The preceding conditions are the same as those given in Chapter 6; in the present case, the conditions apply to the $D$'s because the analysis is based on the $D$'s.

Examples of paired designs¶

Paired designs can arise in a variety of ways, including the following:

Experiments in which similar experimental units form pairs
- Often, researchers who wish to compare two treatments will first form pairs of experimental units (pairs of animals, pairs of plots of land, etc.) that are similar (e.g., animals of the same age and sex or plots of land with the same type of soil and exposure to wind, rain, and sun). Then one member of a pair is randomly chosen to receive the first treatment and the other member is given the second treatment.
Observational studies of identical twins
- For example, in a study of the effect of "secondhand smoke" it would be ideal to enroll several sets of nonsmoking twins for which, in each pair, one of the twins lived with a smoker and the other twin did not.
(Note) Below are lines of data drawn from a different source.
use std::collections::HashMap;
use std::sync::Arc;

use chrono::{DateTime, Utc};
use parking_lot::RwLock;

use super::{IdScheme, NewProduct, Product, StorageBackend, StoreResult};

#[derive(Default)]
struct Inner {
    seq: u64,
    // Insertion order is the store-native listing order.
    order: Vec<String>,
    rows: HashMap<String, Product>,
}

/// A single in-memory product store.
#[derive(Clone)]
pub struct MemoryBackend {
    name: String,
    ids: IdScheme,
    inner: Arc<RwLock<Inner>>,
}

impl MemoryBackend {
    pub fn new(name: impl Into<String>) -> Self {
        Self::with_ids(name, IdScheme::default())
    }

    pub fn with_ids(name: impl Into<String>, ids: IdScheme) -> Self {
        Self { name: name.into(), ids, inner: Arc::new(RwLock::new(Inner::default())) }
    }
}

impl StorageBackend for MemoryBackend {
    fn name(&self) -> &str { &self.name }

    fn insert(&self, product: NewProduct, created_at: DateTime<Utc>) -> StoreResult<Product> {
        let mut g = self.inner.write();
        g.seq += 1;
        let id = self.ids.mint(g.seq);
        let row = product.into_product(id.clone(), created_at);
        g.order.push(id.clone());
        g.rows.insert(id, row.clone());
        Ok(row)
    }

    fn find_by_id(&self, id: &str) -> StoreResult<Option<Product>> {
        Ok(self.inner.read().rows.get(id).cloned())
    }

    fn update(&self, product: &Product) -> StoreResult<bool> {
        let mut g = self.inner.write();
        match g.rows.get_mut(&product.id) {
            Some(slot) => { *slot = product.clone(); Ok(true) }
            None => Ok(false),
        }
    }

    fn delete(&self, id: &str) -> StoreResult<bool> {
        let mut g = self.inner.write();
        if g.rows.remove(id).is_none() { return Ok(false); }
        g.order.retain(|k| k != id);
        Ok(true)
    }

    fn list_all(&self) -> StoreResult<Vec<Product>> {
        let g = self.inner.read();
        Ok(g.order.iter().filter_map(|id| g.rows.get(id).cloned()).collect())
    }

    fn count(&self) -> StoreResult<usize> {
        Ok(self.inner.read().rows.len())
    }
}
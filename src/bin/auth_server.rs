//!
//! shardcat auth server binary
//! ---------------------------
//! Issues and verifies signed tokens over the user store. Configured via CLI
//! flags, then environment variables, then defaults.

use anyhow::{Context, Result};
use std::env;

use shardcat::config::{has_flag, AuthServerConfig, AUTH_USAGE};
use shardcat::server::{init_tracing, run_auth};

#[tokio::main]
async fn main() -> Result<()> {
    let args: Vec<String> = env::args().collect();
    if has_flag(&args, "--help") || has_flag(&args, "-h") {
        print!("{}", AUTH_USAGE);
        return Ok(());
    }
    println!("shardcat auth {}", env!("CARGO_PKG_VERSION"));
    init_tracing();
    let config = AuthServerConfig::from_args(&args).context("While reading auth server configuration")?;
    run_auth(config).await
}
Repeated measurements on the same individual at two different times
- Many biological investigations involve repeated measurements made on the same individual under different conditions. These include studies of growth and development, studies of biological processes, and studies in which measurements are made before and after application of a certain treatment.
Pairing by time
- In some situations, pairs are formed implicitly when replicate measurements are made at different times.

Two-sample v.s. paired-sample¶

In a two-sample test, you compare two independent samples. These samples are expected to be uncorrelated due to their independence. The sample sizes for the two groups do not have to be equal, although it is often preferable to have roughly equal sizes.
In a paired-sample test, you work with a single sample of paired observations. This typically consists of paired measurements on individual subjects, such as "before and after" scores on a questionnaire, exam, or lab test. Alternatively, the pairs can represent pairs of subjects, such as married couples or twins, or pairs of objects produced together. The measurements within pairs are expected to be correlated. In the analysis, you would examine the differences between the paired measurements, denoted as $D_i=Y_{1i}-Y_{2i}$.